Laqadja akum rasulum


web stats

Sabtu, 14 Maret 2026

SYAIR DAKWAH 1 Tentang Kubur dan Akhirat

SYAIR DAKWAH 1
Tentang Kubur dan Akhirat

Dunia ini tempat singgah sebentar
Laksana musafir di jalan yang panjang
Hari berganti usia beredar
Langkah manusia menuju pulang

Kuburan sunyi menanti diri
Tak ada harta ikut menemani
Hanya amal yang setia berdiri
Menjadi cahaya di alam sepi

Jika hidup hanya, mengejar dunia
Akhirat sering, terlupa jua
Padahal mati, pasti tiba
Menutup kisah, anak manusia


Hikmah
Syair ini mengingatkan bahwa kehidupan dunia hanyalah sementara.

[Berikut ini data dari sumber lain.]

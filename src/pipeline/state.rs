// SPDX-License-Identifier: MIT OR Apache-2.0
// Copyright (c) 2025 pipeflow contributors

//! Milestone flag sets
//!
//! Pipes and pipelines track progress as a set of milestones rather than a
//! single current state: a pipe can be `included`, `primed` and `replaced`
//! all at once. Flags only ever get set, never cleared.

use std::fmt;
use std::marker::PhantomData;

/// A named milestone that can be stored in a [`Flags`] set
pub trait Milestone: Copy + fmt::Debug + 'static {
    /// Every milestone, in display order
    const ALL: &'static [Self];

    /// Bit position of this milestone
    fn bit(self) -> u16;

    /// Lowercase display name
    fn name(self) -> &'static str;
}

/// Monotonic set of milestones
#[derive(Clone, Copy, PartialEq, Eq)]
pub struct Flags<M: Milestone> {
    bits: u16,
    _marker: PhantomData<M>,
}

impl<M: Milestone> Flags<M> {
    pub fn new() -> Self {
        Self {
            bits: 0,
            _marker: PhantomData,
        }
    }

    /// Set a milestone. Returns `true` if it was not already set.
    pub fn set(&mut self, milestone: M) -> bool {
        let mask = 1 << milestone.bit();
        let fresh = self.bits & mask == 0;
        self.bits |= mask;
        fresh
    }

    pub fn contains(&self, milestone: M) -> bool {
        self.bits & (1 << milestone.bit()) != 0
    }

    pub fn is_empty(&self) -> bool {
        self.bits == 0
    }

    /// Milestones currently set, in declaration order
    pub fn iter(&self) -> impl Iterator<Item = M> + '_ {
        M::ALL.iter().copied().filter(|m| self.contains(*m))
    }
}

impl<M: Milestone> Default for Flags<M> {
    fn default() -> Self {
        Self::new()
    }
}

impl<M: Milestone> fmt::Debug for Flags<M> {
    fn fmt(&self, f: &mut fmt::Formatter<'_>) -> fmt::Result {
        f.debug_set().entries(self.iter().map(|m| m.name())).finish()
    }
}

/// Milestones reached by a single pipe during a run
#[derive(Debug, Clone, Copy, PartialEq, Eq, Hash)]
pub enum PipeFlag {
    /// Selected on the command line (or via an aggregate)
    Included,
    /// Visited by the resolver and scheduled
    Primed,
    /// Scheduled because another pipe triggers it
    Triggered,
    /// Cancelled by a pipe that replaces it
    Replaced,
    /// Explicitly skipped on the command line
    Excluded,
    Started,
    Excepted,
    Completed,
    Finished,
}

impl Milestone for PipeFlag {
    const ALL: &'static [Self] = &[
        Self::Included,
        Self::Primed,
        Self::Triggered,
        Self::Replaced,
        Self::Excluded,
        Self::Started,
        Self::Excepted,
        Self::Completed,
        Self::Finished,
    ];

    fn bit(self) -> u16 {
        self as u16
    }

    fn name(self) -> &'static str {
        match self {
            Self::Included => "included",
            Self::Primed => "primed",
            Self::Triggered => "triggered",
            Self::Replaced => "replaced",
            Self::Excluded => "excluded",
            Self::Started => "started",
            Self::Excepted => "excepted",
            Self::Completed => "completed",
            Self::Finished => "finished",
        }
    }
}

/// Phase progress of a whole pipeline
#[derive(Debug, Clone, Copy, PartialEq, Eq, Hash)]
pub enum PipelineFlag {
    Initialized,
    Configured,
    Parsed,
    /// Registry is frozen; no further registration allowed
    Started,
    Running,
    Paused,
    Finished,
}

impl Milestone for PipelineFlag {
    const ALL: &'static [Self] = &[
        Self::Initialized,
        Self::Configured,
        Self::Parsed,
        Self::Started,
        Self::Running,
        Self::Paused,
        Self::Finished,
    ];

    fn bit(self) -> u16 {
        self as u16
    }

    fn name(self) -> &'static str {
        match self {
            Self::Initialized => "initialized",
            Self::Configured => "configured",
            Self::Parsed => "parsed",
            Self::Started => "started",
            Self::Running => "running",
            Self::Paused => "paused",
            Self::Finished => "finished",
        }
    }
}

pub type PipeFlags = Flags<PipeFlag>;
pub type PipelineFlags = Flags<PipelineFlag>;

#[cfg(test)]
mod tests {
    use super::*;

    #[test]
    fn test_flags_coexist() {
        let mut flags = PipeFlags::new();
        assert!(flags.is_empty());

        assert!(flags.set(PipeFlag::Included));
        assert!(flags.set(PipeFlag::Primed));
        assert!(flags.set(PipeFlag::Replaced));

        assert!(flags.contains(PipeFlag::Included));
        assert!(flags.contains(PipeFlag::Primed));
        assert!(flags.contains(PipeFlag::Replaced));
        assert!(!flags.contains(PipeFlag::Triggered));
    }

    #[test]
    fn test_set_is_idempotent() {
        let mut flags = PipelineFlags::new();
        assert!(flags.set(PipelineFlag::Started));
        assert!(!flags.set(PipelineFlag::Started));
        assert!(flags.contains(PipelineFlag::Started));
    }

    #[test]
    fn test_iter_in_declaration_order() {
        let mut flags = PipeFlags::new();
        flags.set(PipeFlag::Finished);
        flags.set(PipeFlag::Started);
        let names: Vec<_> = flags.iter().map(|f| f.name()).collect();
        assert_eq!(names, vec!["started", "finished"]);
        assert_eq!(format!("{:?}", flags), r#"{"started", "finished"}"#);
    }
}
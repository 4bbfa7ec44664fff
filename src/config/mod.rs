// SPDX-License-Identifier: MIT OR Apache-2.0
// Copyright (c) 2025 pipeflow contributors

//! Configuration store
//!
//! A YAML mapping with deep merging and dotted-path access. Keys may
//! themselves contain the separator (`"h.i.j"`); lookups try an exact key
//! first and then each prefix split from left to right.

mod preset;

pub use preset::{parse_override, ConfigPreset};

use std::path::Path;

use serde::de::DeserializeOwned;
use serde_yaml::{Mapping, Value};

use crate::errors::{PipeflowError, PipeflowResult};

const DEFAULT_SEPARATOR: &str = ".";

/// Layered configuration for a pipeline run
#[derive(Debug, Clone, PartialEq)]
pub struct Configuration {
    store: Mapping,
    separator: String,
}

impl Configuration {
    pub fn new() -> Self {
        Self {
            store: Mapping::new(),
            separator: DEFAULT_SEPARATOR.to_string(),
        }
    }

    /// Build from a YAML value; `null` gives an empty configuration
    pub fn from_value(value: Value) -> PipeflowResult<Self> {
        let mut config = Self::new();
        config.update(&value)?;
        Ok(config)
    }

    pub fn from_yaml(yaml: &str) -> PipeflowResult<Self> {
        let mut config = Self::new();
        config.load_str(yaml)?;
        Ok(config)
    }

    pub fn store(&self) -> &Mapping {
        &self.store
    }

    pub fn to_value(&self) -> Value {
        Value::Mapping(self.store.clone())
    }

    pub fn separator(&self) -> &str {
        &self.separator
    }

    /// Path separator for dotted keys. An empty separator disables nesting:
    /// every path is then a single top-level key.
    pub fn set_separator(&mut self, separator: impl Into<String>) {
        self.separator = separator.into();
    }

    pub fn is_empty(&self) -> bool {
        self.store.is_empty()
    }

    /// Deep merge `other` into this configuration; `other` wins
    pub fn update(&mut self, other: &Value) -> PipeflowResult<()> {
        match other {
            Value::Null => Ok(()),
            Value::Mapping(map) => {
                deep_merge(&mut self.store, map);
                Ok(())
            }
            _ => Err(PipeflowError::Yaml {
                message: "configuration must be a mapping at the top level".into(),
            }),
        }
    }

    /// Deep merge another configuration; `other` wins
    pub fn merge(&mut self, other: &Configuration) {
        deep_merge(&mut self.store, &other.store);
    }

    /// Deep merge `other` underneath this configuration; existing values win
    pub fn imerge(&mut self, other: &Value) -> PipeflowResult<()> {
        let mut base = Configuration::from_value(other.clone())?;
        base.merge(self);
        self.store = base.store;
        Ok(())
    }

    pub fn get(&self, path: &str) -> Option<&Value> {
        lookup(&self.store, path, &self.separator)
    }

    pub fn contains(&self, path: &str) -> bool {
        self.get(path).is_some()
    }

    /// Deserialize the value at `path`
    pub fn get_as<T: DeserializeOwned>(&self, path: &str) -> PipeflowResult<T> {
        let value = self.get(path).ok_or_else(|| PipeflowError::ConfigKey { key: path.into() })?;
        serde_yaml::from_value(value.clone()).map_err(Into::into)
    }

    /// Value at `path`, or `default` when missing or of the wrong type
    pub fn get_or<T: DeserializeOwned>(&self, path: &str, default: T) -> T {
        self.get_as(path).unwrap_or(default)
    }

    /// `true` only when the key exists and holds `true`
    pub fn flag(&self, path: &str) -> bool {
        matches!(self.get(path), Some(Value::Bool(true)))
    }

    pub fn set(&mut self, path: &str, value: impl Into<Value>) {
        let separator = self.separator.clone();
        insert_path(&mut self.store, path, &separator, value.into());
    }

    pub fn remove(&mut self, path: &str) -> Option<Value> {
        let separator = self.separator.clone();
        remove_path(&mut self.store, path, &separator)
    }

    /// Merge a YAML file. An empty file changes nothing.
    pub fn load(&mut self, path: &Path) -> PipeflowResult<()> {
        let content = std::fs::read_to_string(path).map_err(|e| PipeflowError::ConfigRead {
            path: path.to_path_buf(),
            error: e.to_string(),
        })?;
        self.load_str(&content)
    }

    pub fn load_str(&mut self, yaml: &str) -> PipeflowResult<()> {
        if yaml.trim().is_empty() {
            return Ok(());
        }
        let value: Value = serde_yaml::from_str(yaml)?;
        self.update(&value)
    }

    /// Write the configuration as YAML, or JSON for `.json` paths
    pub fn save(&self, path: &Path) -> PipeflowResult<()> {
        let content = match path.extension().and_then(|e| e.to_str()) {
            Some("json") => serde_json::to_string_pretty(&self.store)?,
            _ => serde_yaml::to_string(&self.store)?,
        };
        std::fs::write(path, content).map_err(|e| PipeflowError::ConfigWrite {
            path: path.to_path_buf(),
            error: e.to_string(),
        })
    }

    pub fn to_yaml(&self) -> PipeflowResult<String> {
        serde_yaml::to_string(&self.store).map_err(Into::into)
    }

    /// Flatten nested mappings into separator-joined keys
    pub fn flatten(&self) -> Mapping {
        let mut flat = Mapping::new();
        flatten_into(&self.store, "", &self.separator, &mut flat);
        flat
    }

    /// Inverse of [`Configuration::flatten`]
    pub fn expand(flat: &Mapping, separator: &str) -> Self {
        let mut config = Self::new();
        config.set_separator(separator);
        for (key, value) in flat {
            config.set(&key_string(key), value.clone());
        }
        config
    }
}

impl Default for Configuration {
    fn default() -> Self {
        Self::new()
    }
}

fn deep_merge(target: &mut Mapping, source: &Mapping) {
    for (key, value) in source {
        if let (Some(Value::Mapping(existing)), Value::Mapping(incoming)) = (target.get_mut(key), value) {
            deep_merge(existing, incoming);
            continue;
        }
        target.insert(key.clone(), value.clone());
    }
}

fn lookup<'a>(map: &'a Mapping, path: &str, separator: &str) -> Option<&'a Value> {
    if let Some(value) = map.get(path) {
        return Some(value);
    }
    for i in split_points(path, separator) {
        if let Some(Value::Mapping(inner)) = map.get(&path[..i]) {
            if let Some(value) = lookup(inner, &path[i + separator.len()..], separator) {
                return Some(value);
            }
        }
    }
    None
}

fn insert_path(map: &mut Mapping, path: &str, separator: &str, value: Value) {
    if separator.is_empty() || !path.contains(separator) || map.contains_key(path) {
        map.insert(Value::String(path.to_string()), value);
        return;
    }

    // Prefer descending into an existing mapping; otherwise split at the first separator
    let split = split_points(path, separator)
        .into_iter()
        .find(|&i| matches!(map.get(&path[..i]), Some(Value::Mapping(_))));
    let Some(i) = split.or_else(|| path.find(separator)) else {
        return;
    };

    let key = Value::String(path[..i].to_string());
    if !matches!(map.get(&key), Some(Value::Mapping(_))) {
        map.insert(key.clone(), Value::Mapping(Mapping::new()));
    }
    if let Some(Value::Mapping(inner)) = map.get_mut(&key) {
        insert_path(inner, &path[i + separator.len()..], separator, value);
    }
}

fn remove_path(map: &mut Mapping, path: &str, separator: &str) -> Option<Value> {
    if map.contains_key(path) {
        return map.remove(path);
    }
    for i in split_points(path, separator) {
        if let Some(Value::Mapping(inner)) = map.get_mut(&path[..i]) {
            if let Some(value) = remove_path(inner, &path[i + separator.len()..], separator) {
                return Some(value);
            }
        }
    }
    None
}

/// Byte offsets of every separator in `path`
fn split_points(path: &str, separator: &str) -> Vec<usize> {
    if separator.is_empty() {
        return Vec::new();
    }
    path.match_indices(separator).map(|(i, _)| i).collect()
}

fn flatten_into(map: &Mapping, prefix: &str, separator: &str, out: &mut Mapping) {
    for (key, value) in map {
        let key = if prefix.is_empty() {
            key_string(key)
        } else {
            format!("{}{}{}", prefix, separator, key_string(key))
        };
        match value {
            Value::Mapping(inner) if !inner.is_empty() => flatten_into(inner, &key, separator, out),
            _ => {
                out.insert(Value::String(key), value.clone());
            }
        }
    }
}

fn key_string(key: &Value) -> String {
    match key {
        Value::String(s) => s.clone(),
        Value::Number(n) => n.to_string(),
        Value::Bool(b) => b.to_string(),
        other => serde_yaml::to_string(other)
            .map(|s| s.trim().to_string())
            .unwrap_or_default(),
    }
}

#[cfg(test)]
mod tests {
    use super::*;
    use tempfile::TempDir;

    fn yaml(s: &str) -> Value {
        serde_yaml::from_str(s).unwrap()
    }

    fn dict_a() -> Value {
        yaml("Hi: {A: 1, B: 2, D: [1, 2], E: {F: G}}")
    }

    fn dict_b() -> Value {
        yaml("Hi: {A: 3, C: 4, D: [3, 4], E: {F: G}}")
    }

    fn dict_merged() -> Value {
        yaml("Hi: {A: 3, B: 2, C: 4, D: [3, 4], E: {F: G}}")
    }

    #[test]
    fn test_update_deep_merges() {
        let mut config = Configuration::from_value(dict_a()).unwrap();
        config.update(&dict_b()).unwrap();
        assert_eq!(config.to_value(), dict_merged());
    }

    #[test]
    fn test_imerge_keeps_existing() {
        let mut config = Configuration::from_value(dict_b()).unwrap();
        config.imerge(&dict_a()).unwrap();
        assert_eq!(config.to_value(), dict_merged());
    }

    #[test]
    fn test_update_rejects_scalar() {
        let mut config = Configuration::new();
        assert!(config.update(&Value::from(3)).is_err());
        assert!(config.update(&Value::Null).is_ok());
    }

    #[test]
    fn test_dotted_get() {
        let config = Configuration::from_yaml("g: {h.i.j: {k: 5}}\nc: {f: {}}").unwrap();
        assert_eq!(config.get("g.h.i.j.k"), Some(&Value::from(5)));
        assert_eq!(config.get("c.f"), Some(&Value::Mapping(Mapping::new())));
        assert_eq!(config.get("g.h"), None);
    }

    #[test]
    fn test_exact_key_wins() {
        let config = Configuration::from_yaml("z: {a.b: c, a: {b: d}}").unwrap();
        assert_eq!(config.get_as::<String>("z.a.b").unwrap(), "c");
        assert_eq!(config.get_as::<String>("z.a").ok(), None);
    }

    #[test]
    fn test_set_and_remove() {
        let mut config = Configuration::from_yaml("g: {h.i.j: {k: 5}}").unwrap();
        config.set("g.h", "a");
        assert_eq!(config.get_as::<String>("g.h").unwrap(), "a");

        config.set("System.DryRun", true);
        assert!(config.flag("System.DryRun"));
        assert!(!config.flag("System.ShowTree"));

        assert_eq!(config.remove("g.h.i.j.k"), Some(Value::from(5)));
        assert!(!config.contains("g.h.i.j.k"));
    }

    #[test]
    fn test_separator_change() {
        let mut config = Configuration::new();
        config.set_separator("-");
        config.set("A-B-C", 2);
        assert_eq!(config.get_as::<i64>("A-B-C").unwrap(), 2);

        config.update(&yaml("A: {B: {D: 3}}")).unwrap();
        assert_eq!(config.get_as::<i64>("A-B-D").unwrap(), 3);
        assert_eq!(config.get_as::<i64>("A-B-C").unwrap(), 2);
    }

    #[test]
    fn test_flatten_and_expand() {
        let config = Configuration::from_value(dict_merged()).unwrap();
        let flat = config.flatten();
        assert_eq!(flat.get("Hi.A"), Some(&Value::from(3)));
        assert_eq!(flat.get("Hi.E.F"), Some(&Value::from("G")));

        let expanded = Configuration::expand(&flat, ".");
        assert_eq!(expanded.to_value(), dict_merged());
    }

    #[test]
    fn test_missing_key_error() {
        let config = Configuration::new();
        let err = config.get_as::<bool>("System.DryRun").unwrap_err();
        assert!(matches!(err, PipeflowError::ConfigKey { .. }));
        assert!(!config.get_or("System.DryRun", false));
    }

    #[test]
    fn test_save_and_load() {
        let temp = TempDir::new().unwrap();
        let path = temp.path().join("pipeline.yaml");

        let config = Configuration::from_value(dict_merged()).unwrap();
        config.save(&path).unwrap();

        let mut loaded = Configuration::new();
        loaded.load(&path).unwrap();
        assert_eq!(loaded, config);

        let json = temp.path().join("pipeline.json");
        config.save(&json).unwrap();
        let content = std::fs::read_to_string(json).unwrap();
        assert!(content.contains("\"Hi\""));
    }

    #[test]
    fn test_load_empty_file_keeps_values() {
        let temp = TempDir::new().unwrap();
        let path = temp.path().join("empty.yaml");
        std::fs::write(&path, "").unwrap();

        let mut config = Configuration::from_yaml("a: a").unwrap();
        config.load(&path).unwrap();
        assert_eq!(config.to_value(), yaml("a: a"));
    }

    #[test]
    fn test_load_missing_file() {
        let mut config = Configuration::new();
        let err = config.load(Path::new("/nonexistent/pipeflow.yaml")).unwrap_err();
        assert!(matches!(err, PipeflowError::ConfigRead { .. }));
    }

    #[test]
    fn test_empty_separator_disables_nesting() {
        let mut config = Configuration::new();
        config.set_separator("");
        config.set("Build.Jobs", 4);

        assert_eq!(config.get("Build.Jobs"), Some(&Value::from(4)));
        assert_eq!(config.to_value(), yaml("Build.Jobs: 4"));
        assert_eq!(config.remove("Build.Jobs"), Some(Value::from(4)));
        assert!(config.is_empty());
    }
}
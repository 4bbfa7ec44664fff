// SPDX-License-Identifier: MIT OR Apache-2.0
// Copyright (c) 2025 pipeflow contributors

//! Error types
//!
//! Two layers of failure live here. [`PipeflowError`] covers everything the
//! framework itself can reject: bad registrations, contradictory ordering,
//! phases called out of sequence, configuration problems. [`PipeError`] is
//! what a pipe's action returns; its [`FailureKind`] decides whether the
//! orchestrator tolerates it.

use miette::Diagnostic;
use std::fmt;
use std::path::PathBuf;
use thiserror::Error;

/// Result type for pipeflow operations
pub type PipeflowResult<T> = Result<T, PipeflowError>;

/// Main error type for pipeflow
#[derive(Error, Debug, Diagnostic)]
pub enum PipeflowError {
    // ─────────────────────────────────────────────────────────────────────────
    // Registration Errors
    // ─────────────────────────────────────────────────────────────────────────
    #[error("Cannot have duplicate pipe named '{name}'")]
    #[diagnostic(
        code(pipeflow::duplicate_pipe),
        help("Each pipe name must be unique within a pipeline; rename one of them")
    )]
    DuplicatePipe { name: String },

    #[error("Cannot add {what} to the pipeline, it has already started")]
    #[diagnostic(
        code(pipeflow::registry_started),
        help("Register pipes and configuration presets before the pipeline is parsed")
    )]
    RegistryStarted { what: String },

    #[error("Invalid pipe name '{name}': {reason}")]
    #[diagnostic(code(pipeflow::invalid_pipe_name))]
    InvalidPipeName { name: String, reason: String },

    #[error("Option '--{flag}' is already registered")]
    #[diagnostic(code(pipeflow::duplicate_option))]
    DuplicateOption { flag: String },

    // ─────────────────────────────────────────────────────────────────────────
    // Ordering Errors
    // ─────────────────────────────────────────────────────────────────────────
    #[error("Pipe {pipe} cannot depend on pipe {dependency} because {pipe} must run before {dependency}")]
    #[diagnostic(
        code(pipeflow::dependency_order),
        help("Register '{dependency}' before '{pipe}'; dependencies must be registered earlier than their dependents")
    )]
    DependencyOrder { pipe: String, dependency: String },

    #[error("Pipe {pipe} cannot trigger pipe {trigger} because {pipe} must run after {trigger}")]
    #[diagnostic(
        code(pipeflow::trigger_order),
        help("Register '{trigger}' after '{pipe}'; triggered pipes must be registered later than the pipe that triggers them")
    )]
    TriggerOrder { pipe: String, trigger: String },

    // ─────────────────────────────────────────────────────────────────────────
    // Lifecycle Errors
    // ─────────────────────────────────────────────────────────────────────────
    #[error("Cannot run phase '{phase}' before '{requires}'")]
    #[diagnostic(code(pipeflow::phase_order))]
    PhaseOrder {
        phase: &'static str,
        requires: &'static str,
    },

    // ─────────────────────────────────────────────────────────────────────────
    // Execution Errors
    // ─────────────────────────────────────────────────────────────────────────
    #[error("Pipe '{pipe}' failed ({kind}): {message}")]
    #[diagnostic(
        code(pipeflow::pipe_failed),
        help("Add '{kind}' to the pipe's allowed failures if the pipeline should continue past it")
    )]
    PipeFailed {
        pipe: String,
        kind: FailureKind,
        message: String,
    },

    // ─────────────────────────────────────────────────────────────────────────
    // Configuration Errors
    // ─────────────────────────────────────────────────────────────────────────
    #[error("Failed to read configuration '{path}': {error}")]
    #[diagnostic(code(pipeflow::config_read))]
    ConfigRead { path: PathBuf, error: String },

    #[error("Failed to write configuration '{path}': {error}")]
    #[diagnostic(code(pipeflow::config_write))]
    ConfigWrite { path: PathBuf, error: String },

    #[error("Configuration key not found: {key}")]
    #[diagnostic(code(pipeflow::config_key))]
    ConfigKey { key: String },

    #[error("Invalid configuration override '{value}': {reason}")]
    #[diagnostic(
        code(pipeflow::invalid_override),
        help("Overrides take the form --configure Section.Key=value")
    )]
    InvalidOverride { value: String, reason: String },

    #[error("YAML parsing error: {message}")]
    #[diagnostic(code(pipeflow::yaml_error))]
    Yaml { message: String },

    #[error("JSON error: {message}")]
    #[diagnostic(code(pipeflow::json_error))]
    Json { message: String },

    // ─────────────────────────────────────────────────────────────────────────
    // CLI/System Errors
    // ─────────────────────────────────────────────────────────────────────────
    #[error("{message}")]
    #[diagnostic(code(pipeflow::arguments))]
    Arguments { message: String },

    #[error("IO error: {message}")]
    #[diagnostic(code(pipeflow::io_error))]
    Io { message: String },
}

impl From<std::io::Error> for PipeflowError {
    fn from(e: std::io::Error) -> Self {
        Self::Io { message: e.to_string() }
    }
}

impl From<serde_yaml::Error> for PipeflowError {
    fn from(e: serde_yaml::Error) -> Self {
        Self::Yaml { message: e.to_string() }
    }
}

impl From<serde_json::Error> for PipeflowError {
    fn from(e: serde_json::Error) -> Self {
        Self::Json { message: e.to_string() }
    }
}

impl PipeflowError {
    /// Whether this error came from a contradictory relationship declaration
    pub fn is_ordering(&self) -> bool {
        matches!(self, Self::DependencyOrder { .. } | Self::TriggerOrder { .. })
    }

    /// Whether this error was raised while registering pipes or presets
    pub fn is_registration(&self) -> bool {
        matches!(
            self,
            Self::DuplicatePipe { .. }
                | Self::RegistryStarted { .. }
                | Self::InvalidPipeName { .. }
                | Self::DuplicateOption { .. }
        )
    }
}

/// Category of a pipe failure, matched against a pipe's allowed failures
#[derive(Debug, Clone, PartialEq, Eq, Hash)]
pub enum FailureKind {
    /// Filesystem or other IO problem
    Io,
    /// Missing or malformed configuration
    Config,
    /// An external command exited unsuccessfully
    Command,
    /// The pipe was interrupted before it could finish
    Interrupted,
    /// Host-defined category
    Other(String),
}

impl fmt::Display for FailureKind {
    fn fmt(&self, f: &mut fmt::Formatter<'_>) -> fmt::Result {
        match self {
            Self::Io => write!(f, "io"),
            Self::Config => write!(f, "config"),
            Self::Command => write!(f, "command"),
            Self::Interrupted => write!(f, "interrupted"),
            Self::Other(kind) => write!(f, "{}", kind),
        }
    }
}

/// Failure raised by a pipe's action
#[derive(Error, Debug, Clone, PartialEq, Eq)]
#[error("{message}")]
pub struct PipeError {
    pub kind: FailureKind,
    pub message: String,
}

impl PipeError {
    pub fn new(kind: FailureKind, message: impl Into<String>) -> Self {
        Self {
            kind,
            message: message.into(),
        }
    }

    /// Failure of a host-defined kind
    pub fn other(kind: impl Into<String>, message: impl Into<String>) -> Self {
        Self::new(FailureKind::Other(kind.into()), message)
    }

    pub fn command(message: impl Into<String>) -> Self {
        Self::new(FailureKind::Command, message)
    }

    pub fn config(message: impl Into<String>) -> Self {
        Self::new(FailureKind::Config, message)
    }
}

impl From<std::io::Error> for PipeError {
    fn from(e: std::io::Error) -> Self {
        let kind = if e.kind() == std::io::ErrorKind::Interrupted {
            FailureKind::Interrupted
        } else {
            FailureKind::Io
        };
        Self::new(kind, e.to_string())
    }
}

impl From<PipeflowError> for PipeError {
    fn from(e: PipeflowError) -> Self {
        match e {
            PipeflowError::ConfigKey { .. }
            | PipeflowError::ConfigRead { .. }
            | PipeflowError::Yaml { .. } => Self::config(e.to_string()),
            PipeflowError::Io { message } => Self::new(FailureKind::Io, message),
            other => Self::other("pipeflow", other.to_string()),
        }
    }
}

#[cfg(test)]
mod tests {
    use super::*;

    #[test]
    fn test_ordering_messages_name_both_pipes() {
        let err = PipeflowError::DependencyOrder {
            pipe: "fetch".into(),
            dependency: "build".into(),
        };
        assert!(err.is_ordering());
        assert_eq!(
            err.to_string(),
            "Pipe fetch cannot depend on pipe build because fetch must run before build"
        );

        let err = PipeflowError::TriggerOrder {
            pipe: "clean".into(),
            trigger: "build".into(),
        };
        assert!(err.is_ordering());
        assert!(err.to_string().contains("must run after build"));
    }

    #[test]
    fn test_io_error_kinds() {
        let err: PipeError = std::io::Error::new(std::io::ErrorKind::NotFound, "gone").into();
        assert_eq!(err.kind, FailureKind::Io);

        let err: PipeError = std::io::Error::new(std::io::ErrorKind::Interrupted, "stop").into();
        assert_eq!(err.kind, FailureKind::Interrupted);
    }

    #[test]
    fn test_failure_kind_display() {
        assert_eq!(FailureKind::Command.to_string(), "command");
        assert_eq!(FailureKind::Other("network".into()).to_string(), "network");
    }
}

Yang benar-benar menemani manusia setelah kematian hanyalah amal saleh.

Rasulullah SAW bersabda:
“Tiga perkara mengikuti mayit: keluarganya, hartanya, dan amalnya. Dua kembali dan satu tetap bersamanya. Yang kembali adalah keluarganya dan hartanya, sedangkan yang tetap bersamanya adalah amalnya.” (HR. Bukhari no. 6514 dan Muslim no. 2960)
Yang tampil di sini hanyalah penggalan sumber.